The Brent crude June contract is trading up 10% this morning at $22.4/bl which is an increase of 40% versus the low point for this contract yesterday at $15.98/bl.
It is now becoming clear that it was all the small investors who have rushed in and placed their money in long oil ETFs who lost their shirts on Monday. The professional oil traders however know what to do and took home the victory and cashed in on the event.
The crash on Monday was a combination of technicalities (if you take a WTI contract to delivery you get physical delivery), close to full inventories in Cushing Oklahoma and financial positioning in the run-up to the very last days of the existence of the May contract.
The market is now trading higher in relief knowing that it is almost a full month until the WTI June contract is set to roll off. This gives the market plenty of time to exit this contract long before we get to the very last day of trading on 19th May.
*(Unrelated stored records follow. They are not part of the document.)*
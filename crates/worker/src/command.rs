//! The fixed set of command tags and how each one is dispatched.

use std::fmt;

use ocap_events::Discipline;

use crate::config::RecorderConfig;

#[derive(Debug, Clone, Copy, PartialEq, Eq, Hash)]
pub enum Command {
    Version,
    AddonVersion,
    NewMission,
    Save,
    NewSoldier,
    NewVehicle,
    NewMarker,
    SoldierState,
    VehicleState,
    MarkerState,
    TimeState,
    Projectile,
    Kill,
    Hit,
    Fired,
    Event,
    Chat,
    Radio,
    Fps,
    Ace3Death,
    Ace3Unconscious,
    DeleteMarker,
}

impl Command {
    pub const ALL: [Command; 22] = [
        Command::Version,
        Command::AddonVersion,
        Command::NewMission,
        Command::Save,
        Command::NewSoldier,
        Command::NewVehicle,
        Command::NewMarker,
        Command::SoldierState,
        Command::VehicleState,
        Command::MarkerState,
        Command::TimeState,
        Command::Projectile,
        Command::Kill,
        Command::Hit,
        Command::Fired,
        Command::Event,
        Command::Chat,
        Command::Radio,
        Command::Fps,
        Command::Ace3Death,
        Command::Ace3Unconscious,
        Command::DeleteMarker,
    ];

    pub fn tag(self) -> &'static str {
        match self {
            Self::Version => ":VERSION:",
            Self::AddonVersion => ":ADDON:VERSION:",
            Self::NewMission => ":NEW:MISSION:",
            Self::Save => ":SAVE:",
            Self::NewSoldier => ":NEW:SOLDIER:",
            Self::NewVehicle => ":NEW:VEHICLE:",
            Self::NewMarker => ":NEW:MARKER:",
            Self::SoldierState => ":NEW:SOLDIER:STATE:",
            Self::VehicleState => ":NEW:VEHICLE:STATE:",
            Self::MarkerState => ":NEW:MARKER:STATE:",
            Self::TimeState => ":NEW:TIME:STATE:",
            Self::Projectile => ":PROJECTILE:",
            Self::Kill => ":KILL:",
            Self::Hit => ":HIT:",
            Self::Fired => ":FIRED:",
            Self::Event => ":EVENT:",
            Self::Chat => ":CHAT:",
            Self::Radio => ":RADIO:",
            Self::Fps => ":FPS:",
            Self::Ace3Death => ":ACE3:DEATH:",
            Self::Ace3Unconscious => ":ACE3:UNCONSCIOUS:",
            Self::DeleteMarker => ":DELETE:MARKER:",
        }
    }

    pub fn from_tag(tag: &str) -> Option<Self> {
        Self::ALL.into_iter().find(|c| c.tag() == tag)
    }

    /// Registrations and lifecycle commands run on the caller's task so the
    /// next dispatch already sees their effect. Everything else is queued.
    pub fn discipline(self, config: &RecorderConfig) -> Discipline {
        match self {
            Self::Version
            | Self::AddonVersion
            | Self::NewMission
            | Self::Save
            | Self::NewSoldier
            | Self::NewVehicle
            | Self::NewMarker => Discipline::Sync,

            Self::SoldierState
            | Self::VehicleState
            | Self::MarkerState
            | Self::TimeState
            | Self::Projectile => Discipline::blocking(config.state_queue_depth),

            Self::Fps if config.drop_telemetry => Discipline::dropping(config.event_queue_depth),

            Self::Kill
            | Self::Hit
            | Self::Fired
            | Self::Event
            | Self::Chat
            | Self::Radio
            | Self::Fps
            | Self::Ace3Death
            | Self::Ace3Unconscious => Discipline::blocking(config.event_queue_depth),

            Self::DeleteMarker => Discipline::blocking(config.delete_queue_depth),
        }
    }
}

impl fmt::Display for Command {
    fn fmt(&self, f: &mut fmt::Formatter<'_>) -> fmt::Result {
        f.write_str(self.tag())
    }
}
/// Errors a storage backend can return to the worker.
#[derive(Debug, thiserror::Error)]
pub enum StorageError {
    /// `EndMission` (or another mission-scoped call) with no mission started.
    #[error("No active mission")]
    NoActiveMission,

    /// Creating the output directory or writing the artifact failed.
    #[error("I/O error: {0}")]
    Io(#[from] std::io::Error),

    /// The export structure could not be serialized.
    #[error("Serialization error: {0}")]
    Serialize(#[from] serde_json::Error),
}
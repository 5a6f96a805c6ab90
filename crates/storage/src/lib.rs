//! Storage backends for recorded missions.
//!
//! The worker talks only to the [`Backend`] trait. [`MemoryBackend`]
//! accumulates one mission in memory and writes a single JSON artifact
//! (optionally gzipped) when the mission ends.

pub mod backend;
pub mod error;
pub mod memory;

pub use backend::Backend;
pub use error::StorageError;
pub use memory::{MemoryBackend, MemoryConfig, MissionSnapshot};
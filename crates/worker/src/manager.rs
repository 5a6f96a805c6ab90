//! Command handlers.
//!
//! Every handler follows the same shape: parse the arguments, resolve any
//! object id or marker name against the caches, then forward the record to
//! the backend. [`Manager::register_handlers`] installs one handler per
//! [`Command`] with the discipline the command table assigns it.

use std::sync::Arc;

use tokio::sync::RwLock;

use ocap_core::model::{Ace3DeathEvent, EntityRef, HitEvent, KillEvent, ProjectileHit, RawCombatEvent};
use ocap_core::parser;
use ocap_core::types::ObjectId;
use ocap_core::wire::{clean_args, require_fields};
use ocap_core::ParseError;
use ocap_events::{handler, Discipline, Dispatcher, Event, HandlerResult};
use ocap_storage::Backend;

use crate::cache::{EntityCache, MarkerCache};
use crate::command::Command;
use crate::config::RecorderConfig;
use crate::error::WorkerError;

/// Arguments longer than this are truncated in log lines.
const ARG_PREVIEW_LIMIT: usize = 256;

/// Response of lifecycle commands that succeed without a value.
const OK: &str = "ok";

pub struct Manager {
    backend: Arc<dyn Backend>,
    entities: Arc<EntityCache>,
    markers: Arc<MarkerCache>,
    extension_version: String,
    extension_build: String,
    /// Reported by the addon; stamped onto the next mission.
    addon_version: RwLock<String>,
}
I.e. the market will avoid a critical squeeze for the June contract on the 18th and 19th of May comparable to the one which pushed the WTI May contract to minus $40/bl on Monday.
The open position in the WTI June contract stood at 582 million barrels at the end of Monday. Since then there has been an exit of almost 100 million barrels per day. So, at the end of yesterday the open position was reduced to 382 million.
When the WTI May contract started trading Monday morning there was still an open position of 109 million barrels, and it was an exit of 96 of these on Monday with no bids to be found which sent the May contract down to minus $40/bl.
The current 382 million barrels of open position in the June contract will thus be reduced to almost nothing in good time before the contract expires. But the exit is not going to be on a continuous declining path because it is to a large degree dictated by rule-based rolling of ETFs. The next major roll by oil ETFs is set to take place around the 8th of May.
The market now has a relief rally as it is likely to avoid a repeat of Monday’s event also happening for the June contract at least in terms of the most extreme parts of that event.
It is however important to remember what is underlying it all: A large surplus which is still running high. Inventories around the world thus continuous to fill up as we speak. This is making it harder and harder and more and more expensive to store the next surplus barrel every day.
The open June position has now been reduced to only 382 million barrels. It still feels like the long side of this open position is caught in a trap even with time on its hands. The exit of 200 million barrels in the June contract over the latest couple of days took place at extremely low prices and at extreme distress and inventories in Cushing Oklahoma are just getting fuller and fuller by the day.
While we are having a relief rally of 11% to $15.4/bl in the WTI June contract today it is still only trading $3.8/bl above its low-close on Monday of $11.57/bl.
Oil producers in the North Sea with still un-hedged June and July production might take the opportunity of the current relief rally to hedge their production with the June and July Brent contracts.